Margaret Talbot answers these questions and many more in the lively and very readable book, The Entertainer: Movies, Magic and My Father’s Twentieth Century. The hardcover book was published last year, but if you were hoping for a more economical version, now is the time. The paperback will be issued in November. (Preorders available now at Amazon.)
Talbot’s father, Lyle Talbot, whose name I confess I did not remember even though I have seen several of his movies and TV appearances, provides a focus for this history of entertainment in America, from magic shows and one-ring circuses through traveling repertory theater to movies and television.
Once I saw his photo, I did remember his appearances — particularly as the next-door neighbor in “Ozzie and Harriet.” You can see the episode where his character is introduced — as part of the new couple in town — in this YouTube clip.
Talbot had a nicely chiseled appearance and a devotion to entertaining people that included always showing up on time with his lines memorized. In the studio contract days, that was enough to earn him the title “star.”
But he lacked that mysterious “x” factor that made so many of the unknowns he worked with in 1930s Hollywood, like Humphrey Bogart, Spencer Tracy, or Barbara Stanwyck, become REAL stars. But on the other hand, Talbot never lacked for work, something not too many Hollywood aspirants can say.

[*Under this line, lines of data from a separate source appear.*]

use dashmap::{DashMap, mapref::entry::Entry, mapref::one::RefMut};

use crate::{
    error::AdmissionError,
    state::{
        game::GameMode,
        room::{Room, RoomCredential},
    },
};

/// Process-wide map of live rooms keyed by name.
///
/// Each room sits behind its shard's write lock while a guard from
/// [`RoomRegistry::get_mut`] or [`RoomRegistry::create`] is alive, so every
/// intent for a room is applied and broadcast before the next one for that
/// room starts. Guards must not be held across `.await` points.
pub struct RoomRegistry {
    rooms: DashMap<String, Room>,
    max_rooms: usize,
}

impl RoomRegistry {
    /// Empty registry that accepts up to `max_rooms` rooms.
    pub fn new(max_rooms: usize) -> Self {
        Self {
            rooms: DashMap::new(),
            max_rooms,
        }
    }

    /// Register a new room under `name`, returning a locked handle to it.
    pub fn create(
        &self,
        name: &str,
        credential: Box<dyn RoomCredential>,
        mode: GameMode,
    ) -> Result<RefMut<'_, String, Room>, AdmissionError> {
        if self.rooms.contains_key(name) {
            return Err(AdmissionError::NameTaken(name.to_owned()));
        }
        // Counted before taking the entry lock: `len` visits every shard.
        // The limit is therefore approximate under concurrent creation.
        if self.rooms.len() >= self.max_rooms {
            return Err(AdmissionError::RegistryFull);
        }

        match self.rooms.entry(name.to_owned()) {
            Entry::Occupied(_) => Err(AdmissionError::NameTaken(name.to_owned())),
            Entry::Vacant(vacant) => Ok(vacant.insert(Room::new(name, credential, mode))),
        }
    }

    /// Locked handle to the room called `name`.
    pub fn get_mut(&self, name: &str) -> Option<RefMut<'_, String, Room>> {
        self.rooms.get_mut(name)
    }

    /// Apply `f` to every room, for read-only listings.
    pub fn map<T>(&self, mut f: impl FnMut(&Room) -> T) -> Vec<T> {
        self.rooms.iter().map(|entry| f(entry.value())).collect()
    }

    /// Apply `f` to the room called `name`.
    pub fn with_room<T>(&self, name: &str, f: impl FnOnce(&Room) -> T) -> Option<T> {
        self.rooms.get(name).map(|entry| f(entry.value()))
    }

    /// Drop the room called `name` if nobody is seated in it. The emptiness
    /// check and the removal happen under the same lock.
    pub fn remove_if_empty(&self, name: &str) -> bool {
        self.rooms
            .remove_if(name, |_, room| room.is_empty())
            .is_some()
    }

    /// Number of live rooms.
    pub fn len(&self) -> usize {
        self.rooms.len()
    }

    /// Whether no room is live.
    pub fn is_empty(&self) -> bool {
        self.rooms.is_empty()
    }
}

#[cfg(test)]
mod tests {
    use tokio::sync::mpsc;
    use uuid::Uuid;

    use super::*;
    use crate::state::room::PlainPassword;

    fn password() -> Box<dyn RoomCredential> {
        Box::new(PlainPassword::new("pw"))
    }

    #[test]
    fn names_are_unique() {
        let registry = RoomRegistry::new(8);
        drop(registry.create("a", password(), GameMode::HeadToHead).unwrap());

        let err = registry
            .create("a", password(), GameMode::Teams)
            .unwrap_err();
        assert_eq!(err, AdmissionError::NameTaken("a".into()));
        assert_eq!(registry.len(), 1);
        assert_eq!(
            registry.with_room("a", |room| room.mode()),
            Some(GameMode::HeadToHead)
        );
    }

    #[test]
    fn room_limit_is_enforced() {
        let registry = RoomRegistry::new(1);
        drop(registry.create("a", password(), GameMode::HeadToHead).unwrap());
        assert_eq!(
            registry
                .create("b", password(), GameMode::HeadToHead)
                .unwrap_err(),
            AdmissionError::RegistryFull
        );
    }

    #[test]
    fn only_empty_rooms_are_removed() {
        let registry = RoomRegistry::new(8);
        let connection = Uuid::new_v4();
        let (tx, _rx) = mpsc::unbounded_channel();
        {
            let mut room = registry.create("a", password(), GameMode::HeadToHead).unwrap();
            room.admit(connection, "ana", "pw", tx).unwrap();
        }

        assert!(!registry.remove_if_empty("a"));
        registry.get_mut("a").unwrap().remove(&connection);
        assert!(registry.remove_if_empty("a"));
        assert!(registry.is_empty());
        assert!(!registry.remove_if_empty("a"));
    }
}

Talbot’s book spares us the usual “poor little rich kid” tale of a Hollywood actor’s child exposed to sex, drugs and general misbehavior by the elders. That’s because by the time Talbot married her mother, he had sown just about all the wild oats he could find. Several marriages (that quickly failed) to hot babes and a growing problem of alcoholism had just about torpedoed any chance the boy from Nebraska of having a normal life and a family. Yet miraculously, his final marriage straightened him out. Lyle stopped drinking, fathered four children, and put family time above all else.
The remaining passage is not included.